I'm starting to realize that there are physical craving based binges - that may be brought on by eating too many sweet potatoes (or whatever "safe" carb source), or even a misplaced "cheat food" on a day where my body isn't in optimum form, and it just wants moremoremore to compensate for the fact that I didn't sleep enough, I drank too much coffee, I didn't exercise like I usually do; whatever. These can also be brought on simply by the fact of eating too many carbs and then feeling withdrawl symptoms (see below.)
And there are emotional binges - that may be brought on by stress, problems in personal relationships, loneliness, hopelessness about my career situation, whatever the current example may be. These are infinitely more detrimental, as they seek escapism rather than just satisfaction of an urge.

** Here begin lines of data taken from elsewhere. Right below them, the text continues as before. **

//! Explicit bounds checks applied before rows are written.
//!
//! Every decimal column has a declared `(precision, scale)`. A value fits when
//! it is finite, its integer part has at most `precision - scale` digits and it
//! has no more than `scale` fractional digits. Values that do not fit are
//! rejected rather than silently rounded by the engine.

use crate::config::species::SpeciesSeed;
use crate::errors::{Error, Result};

/// Precision and scale of a decimal column.
#[derive(Debug, Clone, Copy, PartialEq, Eq)]
pub struct DecimalSpec {
    /// Total number of digits
    pub precision: u32,
    /// Digits after the decimal point
    pub scale: u32,
}

/// Fish sizes, catch length and weight: decimal(5,2)
pub const SIZE: DecimalSpec = DecimalSpec {
    precision: 5,
    scale: 2,
};
/// Latitude: decimal(10,8)
pub const LATITUDE: DecimalSpec = DecimalSpec {
    precision: 10,
    scale: 8,
};
/// Longitude: decimal(11,8)
pub const LONGITUDE: DecimalSpec = DecimalSpec {
    precision: 11,
    scale: 8,
};
/// Barometric pressure on a session: decimal(6,2)
pub const SESSION_PRESSURE: DecimalSpec = DecimalSpec {
    precision: 6,
    scale: 2,
};
/// Barometric pressure on a catch: decimal(7,2)
pub const CATCH_PRESSURE: DecimalSpec = DecimalSpec {
    precision: 7,
    scale: 2,
};

/// Invoice amounts: decimal(10,2)
pub const AMOUNT: DecimalSpec = DecimalSpec {
    precision: 10,
    scale: 2,
};

/// Checks that `value` is representable in a column of the given spec.
pub fn check_decimal(field: &'static str, value: f64, spec: DecimalSpec) -> Result<()> {
    if !value.is_finite() {
        return Err(Error::validation(field, "must be a finite number"));
    }

    let limit = 10f64.powi(i32::try_from(spec.precision - spec.scale).unwrap_or(i32::MAX));
    if value.abs() >= limit {
        return Err(Error::validation(
            field,
            format!(
                "{value} does not fit decimal({}, {})",
                spec.precision, spec.scale
            ),
        ));
    }

    let scaled = value * 10f64.powi(i32::try_from(spec.scale).unwrap_or(i32::MAX));
    let tolerance = f64::EPSILON * 16.0 * scaled.abs().max(1.0);
    if (scaled - scaled.round()).abs() > tolerance {
        return Err(Error::validation(
            field,
            format!("{value} has more than {} decimal places", spec.scale),
        ));
    }

    Ok(())
}

/// Checks an optional non-negative measurement against its decimal spec.
pub fn check_measurement(field: &'static str, value: Option<f64>, spec: DecimalSpec) -> Result<()> {
    let Some(value) = value else {
        return Ok(());
    };
    if value < 0.0 {
        return Err(Error::validation(field, "cannot be negative"));
    }
    check_decimal(field, value, spec)
}

/// Checks that `month` is within 1-12.
pub fn check_month(field: &'static str, month: i32) -> Result<()> {
    if (1..=12).contains(&month) {
        Ok(())
    } else {
        Err(Error::validation(field, format!("{month} is not a month (1-12)")))
    }
}

/// Checks that `value` has a non-whitespace character.
pub fn check_not_blank(field: &'static str, value: &str) -> Result<()> {
    if value.trim().is_empty() {
        Err(Error::validation(field, "cannot be empty"))
    } else {
        Ok(())
    }
}

/// Validates an optional coordinate pair. Both or neither must be given.
pub fn check_coordinates(latitude: Option<f64>, longitude: Option<f64>) -> Result<()> {
    match (latitude, longitude) {
        (None, None) => Ok(()),
        (Some(lat), Some(long)) => {
            check_decimal("latitude", lat, LATITUDE)?;
            check_decimal("longitude", long, LONGITUDE)?;
            if !(-90.0..=90.0).contains(&lat) {
                return Err(Error::validation("latitude", "must be between -90 and 90"));
            }
            if !(-180.0..=180.0).contains(&long) {
                return Err(Error::validation(
                    "longitude",
                    "must be between -180 and 180",
                ));
            }
            Ok(())
        }
        _ => Err(Error::validation(
            "latitude",
            "latitude and longitude must be given together",
        )),
    }
}

/// Validates one species reference row.
pub fn validate_species(species: &SpeciesSeed) -> Result<()> {
    check_not_blank("common_name", &species.common_name)?;
    check_measurement("min_size", species.min_size, SIZE)?;
    check_measurement("max_size", species.max_size, SIZE)?;
    if let (Some(min), Some(max)) = (species.min_size, species.max_size) {
        if min > max {
            return Err(Error::validation(
                "min_size",
                format!("{min} is larger than max_size {max}"),
            ));
        }
    }
    if let Some(month) = species.season_start_month {
        check_month("season_start_month", month)?;
    }
    if let Some(month) = species.season_end_month {
        check_month("season_end_month", month)?;
    }
    Ok(())
}
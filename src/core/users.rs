//! Users - Minimal identity-store operations.
//!
//! Real accounts come from the identity provider; these functions exist so the
//! fishing log has rows to hang its foreign keys on.

use crate::{
    entities::{User, user},
    errors::{Error, Result, is_foreign_key_violation, is_unique_violation},
};
use chrono::Utc;
use sea_orm::{Set, prelude::*};

/// Registers a user known to the identity provider.
pub async fn create_user(
    db: &DatabaseConnection,
    id: &str,
    email: &str,
    display_name: &str,
) -> Result<user::Model> {
    crate::core::validation::check_not_blank("id", id)?;
    crate::core::validation::check_not_blank("email", email)?;

    let user = user::ActiveModel {
        id: Set(id.to_string()),
        email: Set(email.trim().to_lowercase()),
        display_name: Set(display_name.trim().to_string()),
        created_at: Set(Utc::now()),
    };

    user.insert(db).await.map_err(|e| {
        if is_unique_violation(&e) {
            Error::Conflict {
                message: format!("user {id} or email {email} already exists"),
            }
        } else {
            e.into()
        }
    })
}

/// Retrieves a user by id.
pub async fn get_user_by_id<C>(db: &C, user_id: &str) -> Result<Option<user::Model>>
where
    C: ConnectionTrait,
{
    User::find_by_id(user_id.to_string())
        .one(db)
        .await
        .map_err(Into::into)
}

/// Fails with [`Error::NotFound`] unless the user exists.
pub async fn require_user<C>(db: &C, user_id: &str) -> Result<user::Model>
where
    C: ConnectionTrait,
{
    get_user_by_id(db, user_id)
        .await?
        .ok_or_else(|| Error::not_found("user", user_id))
}

/// Deletes a user and, through cascades, their profile, avatars, sessions,
/// albums, buddies, usage rows and status messages.
///
/// Invoices are kept for accounting, so a user with any invoice cannot be
/// deleted and the call fails with [`Error::ReferencedRow`].
pub async fn delete_user(db: &DatabaseConnection, user_id: &str) -> Result<()> {
    match User::delete_by_id(user_id.to_string()).exec(db).await {
        Ok(result) if result.rows_affected == 0 => Err(Error::not_found("user", user_id)),
        Ok(_) => Ok(()),
        Err(e) if is_foreign_key_violation(&e) => Err(Error::ReferencedRow {
            entity: "user",
            id: user_id.to_string(),
        }),
        Err(e) => Err(e.into()),
    }
}

#[cfg(test)]
mod tests {
    #![allow(clippy::unwrap_used)]
    use super::*;
    use crate::test_utils::*;

    #[tokio::test]
    async fn test_create_and_get_user() -> Result<()> {
        let db = setup_test_db().await?;
        let user = create_user(&db, "u-1", "Angler@Example.com ", " Sam ").await?;
        assert_eq!(user.email, "angler@example.com");
        assert_eq!(user.display_name, "Sam");

        assert_eq!(get_user_by_id(&db, "u-1").await?.unwrap(), user);
        assert!(get_user_by_id(&db, "u-2").await?.is_none());
        Ok(())
    }

    #[tokio::test]
    async fn test_duplicate_user_is_conflict() -> Result<()> {
        let db = setup_test_db().await?;
        create_user(&db, "u-1", "a@example.com", "A").await?;

        let result = create_user(&db, "u-1", "b@example.com", "B").await;
        assert!(matches!(result, Err(Error::Conflict { .. })));

        let result = create_user(&db, "u-2", "a@example.com", "B").await;
        assert!(matches!(result, Err(Error::Conflict { .. })));
        Ok(())
    }

    #[tokio::test]
    async fn test_delete_user() -> Result<()> {
        let db = setup_test_db().await?;
        create_test_user(&db, "u-1").await?;

        delete_user(&db, "u-1").await?;
        assert!(get_user_by_id(&db, "u-1").await?.is_none());
        assert!(matches!(
            delete_user(&db, "u-1").await,
            Err(Error::NotFound { .. })
        ));
        Ok(())
    }

    #[tokio::test]
    async fn test_delete_user_with_invoice_is_rejected() -> Result<()> {
        let db = setup_test_db().await?;
        create_test_user(&db, "u-1").await?;
        let invoice = crate::core::billing::create_invoice(&db, "u-1", "INV-1", 10.0).await?;

        let result = delete_user(&db, "u-1").await;
        assert!(matches!(
            result,
            Err(Error::ReferencedRow { entity: "user", .. })
        ));

        // Neither row was touched
        assert!(get_user_by_id(&db, "u-1").await?.is_some());
        assert!(
            crate::entities::Invoice::find_by_id(invoice.id)
                .one(&db)
                .await?
                .is_some()
        );
        Ok(())
    }
}
//! Catch albums - user-curated collections of catches.
//!
//! Membership lives in `album_catches`, keyed by (`album_id`, `catch_id`).
//! Deleting an album removes its memberships; deleting a catch goes through
//! [`crate::core::catch::delete_catch`].

use crate::{
    core::{catch::get_catch_by_id, session::get_session_by_id, users::require_user, validation},
    entities::{AlbumCatch, Catch, CatchAlbum, album_catch, catch, catch_album},
    errors::{Error, Result, is_unique_violation},
};
use chrono::Utc;
use sea_orm::{QueryOrder, QuerySelect, Set, prelude::*};
use tracing::debug;

/// Creates an album. When `session_id` is given the album is tied to that
/// session and is deleted with it.
pub async fn create_album(
    db: &DatabaseConnection,
    user_id: &str,
    name: &str,
    session_id: Option<i32>,
) -> Result<catch_album::Model> {
    validation::check_not_blank("name", name)?;
    require_user(db, user_id).await?;

    if let Some(session_id) = session_id {
        let session = get_session_by_id(db, session_id)
            .await?
            .ok_or_else(|| Error::not_found("session", session_id))?;
        if session.user_id != user_id {
            return Err(Error::Conflict {
                message: format!("session {session_id} belongs to another user"),
            });
        }
    }

    let album = catch_album::ActiveModel {
        user_id: Set(user_id.to_string()),
        name: Set(name.trim().to_string()),
        description: Set(None),
        is_public: Set(false),
        session_id: Set(session_id),
        created_at: Set(Utc::now()),
        ..Default::default()
    };
    album.insert(db).await.map_err(Into::into)
}

/// Retrieves an album by id.
pub async fn get_album_by_id(db: &DatabaseConnection, album_id: i32) -> Result<Option<catch_album::Model>> {
    CatchAlbum::find_by_id(album_id)
        .one(db)
        .await
        .map_err(Into::into)
}

/// Albums owned by `user_id`, ordered by name.
pub async fn get_albums_for_user(db: &DatabaseConnection, user_id: &str) -> Result<Vec<catch_album::Model>> {
    CatchAlbum::find()
        .filter(catch_album::Column::UserId.eq(user_id))
        .order_by_asc(catch_album::Column::Name)
        .all(db)
        .await
        .map_err(Into::into)
}

/// Adds a catch to an album owned by the same user.
///
/// # Errors
/// * [`Error::NotFound`] - album or catch missing
/// * [`Error::Conflict`] - the catch is already in the album, or belongs to
///   someone else
pub async fn add_catch_to_album(
    db: &DatabaseConnection,
    album_id: i32,
    catch_id: i32,
) -> Result<album_catch::Model> {
    let album = get_album_by_id(db, album_id)
        .await?
        .ok_or_else(|| Error::not_found("album", album_id))?;
    let catch = get_catch_by_id(db, catch_id)
        .await?
        .ok_or_else(|| Error::not_found("catch", catch_id))?;
    let session = get_session_by_id(db, catch.session_id)
        .await?
        .ok_or_else(|| Error::not_found("session", catch.session_id))?;

    if session.user_id != album.user_id {
        return Err(Error::Conflict {
            message: format!("catch {catch_id} does not belong to the owner of album {album_id}"),
        });
    }

    let membership = album_catch::ActiveModel {
        album_id: Set(album_id),
        catch_id: Set(catch_id),
        added_at: Set(Utc::now()),
    };
    let membership = membership.insert(db).await.map_err(|e| {
        if is_unique_violation(&e) {
            Error::Conflict {
                message: format!("catch {catch_id} is already in album {album_id}"),
            }
        } else {
            e.into()
        }
    })?;
    debug!(album_id, catch_id, "Added catch to album");
    Ok(membership)
}

/// Removes one membership. The catch itself is kept.
pub async fn remove_catch_from_album(db: &DatabaseConnection, album_id: i32, catch_id: i32) -> Result<()> {
    let result = AlbumCatch::delete_by_id((album_id, catch_id)).exec(db).await?;
    if result.rows_affected == 0 {
        return Err(Error::not_found("album membership", format!("{album_id}/{catch_id}")));
    }
    Ok(())
}

/// Catches in an album, most recently added first.
pub async fn get_catches_for_album(db: &DatabaseConnection, album_id: i32) -> Result<Vec<catch::Model>> {
    Catch::find()
        .inner_join(AlbumCatch)
        .filter(album_catch::Column::AlbumId.eq(album_id))
        .order_by_desc(album_catch::Column::AddedAt)
        .order_by_asc(catch::Column::Id)
        .all(db)
        .await
        .map_err(Into::into)
}

/// Deletes an album. Its catches are untouched.
pub async fn delete_album(db: &DatabaseConnection, album_id: i32) -> Result<()> {
    let result = CatchAlbum::delete_by_id(album_id).exec(db).await?;
    if result.rows_affected == 0 {
        return Err(Error::not_found("album", album_id));
    }
    Ok(())
}

#[cfg(test)]
mod tests {
    #![allow(clippy::unwrap_used)]
    use super::*;
    use crate::core::session::delete_session;
    use crate::test_utils::*;
    use sea_orm::PaginatorTrait;

    #[tokio::test]
    async fn test_add_and_list_album_catches() -> Result<()> {
        let (db, user, species, session) = setup_with_session().await?;
        let first = create_test_catch(&db, session.id, species.id).await?;
        let second = create_test_catch(&db, session.id, species.id).await?;
        let album = create_album(&db, &user.id, "Summer", None).await?;

        add_catch_to_album(&db, album.id, first.id).await?;
        add_catch_to_album(&db, album.id, second.id).await?;

        let catches = get_catches_for_album(&db, album.id).await?;
        assert_eq!(catches.len(), 2);
        assert_eq!(get_albums_for_user(&db, &user.id).await?.len(), 1);
        Ok(())
    }

    #[tokio::test]
    async fn test_duplicate_membership_is_conflict() -> Result<()> {
        let (db, user, species, session) = setup_with_session().await?;
        let catch = create_test_catch(&db, session.id, species.id).await?;
        let album = create_album(&db, &user.id, "Summer", None).await?;

        add_catch_to_album(&db, album.id, catch.id).await?;
        assert!(matches!(
            add_catch_to_album(&db, album.id, catch.id).await,
            Err(Error::Conflict { .. })
        ));
        assert_eq!(AlbumCatch::find().count(&db).await?, 1);
        Ok(())
    }

    #[tokio::test]
    async fn test_cross_user_catch_is_rejected() -> Result<()> {
        let (db, _user, species, session) = setup_with_session().await?;
        let catch = create_test_catch(&db, session.id, species.id).await?;
        create_test_user(&db, "u-other").await?;
        let theirs = create_album(&db, "u-other", "Not yours", None).await?;

        assert!(matches!(
            add_catch_to_album(&db, theirs.id, catch.id).await,
            Err(Error::Conflict { .. })
        ));
        assert!(matches!(
            create_album(&db, "u-other", "Stolen session", Some(session.id)).await,
            Err(Error::Conflict { .. })
        ));
        Ok(())
    }

    #[tokio::test]
    async fn test_remove_catch_from_album() -> Result<()> {
        let (db, user, species, session) = setup_with_session().await?;
        let catch = create_test_catch(&db, session.id, species.id).await?;
        let album = create_album(&db, &user.id, "Summer", None).await?;
        add_catch_to_album(&db, album.id, catch.id).await?;

        remove_catch_from_album(&db, album.id, catch.id).await?;
        assert!(get_catches_for_album(&db, album.id).await?.is_empty());
        assert!(get_catch_by_id(&db, catch.id).await?.is_some());
        assert!(matches!(
            remove_catch_from_album(&db, album.id, catch.id).await,
            Err(Error::NotFound { .. })
        ));
        Ok(())
    }

    #[tokio::test]
    async fn test_delete_album_cascades_memberships_only() -> Result<()> {
        let (db, user, species, session) = setup_with_session().await?;
        let catch = create_test_catch(&db, session.id, species.id).await?;
        let album = create_album(&db, &user.id, "Summer", None).await?;
        add_catch_to_album(&db, album.id, catch.id).await?;

        delete_album(&db, album.id).await?;
        assert_eq!(AlbumCatch::find().count(&db).await?, 0);
        assert!(get_catch_by_id(&db, catch.id).await?.is_some());
        Ok(())
    }

    #[tokio::test]
    async fn test_session_album_deleted_with_session() -> Result<()> {
        let (db, user, species, session) = setup_with_session().await?;
        let catch = create_test_catch(&db, session.id, species.id).await?;
        let album = create_album(&db, &user.id, "Trip", Some(session.id)).await?;
        add_catch_to_album(&db, album.id, catch.id).await?;

        delete_session(&db, session.id).await?;
        assert!(get_album_by_id(&db, album.id).await?.is_none());
        Ok(())
    }

    #[tokio::test]
    async fn test_blank_album_name_rejected() -> Result<()> {
        let db = setup_test_db().await?;
        create_test_user(&db, "u-1").await?;
        assert!(matches!(
            create_album(&db, "u-1", "  ", None).await,
            Err(Error::Validation { .. })
        ));
        Ok(())
    }
}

It's usually an episode of a couple of the latter binges that lead to reintroduction of the physical dependency on sugar, that will spark a few of the former style of binges.
There seems to consistently be a turning point, at which, I realize I'm just seeking to binge for the sake of fulfilling the physical need, rather than escaping emotionally. This is the point at which I can regain control, because the physical symptoms seem trite in comparison to the visceral need of an escapist based binge.
I imagine you'd see this dichotomy of motivations in any user of addictive drugs. I've certainly been there myself, for the exact same reasons.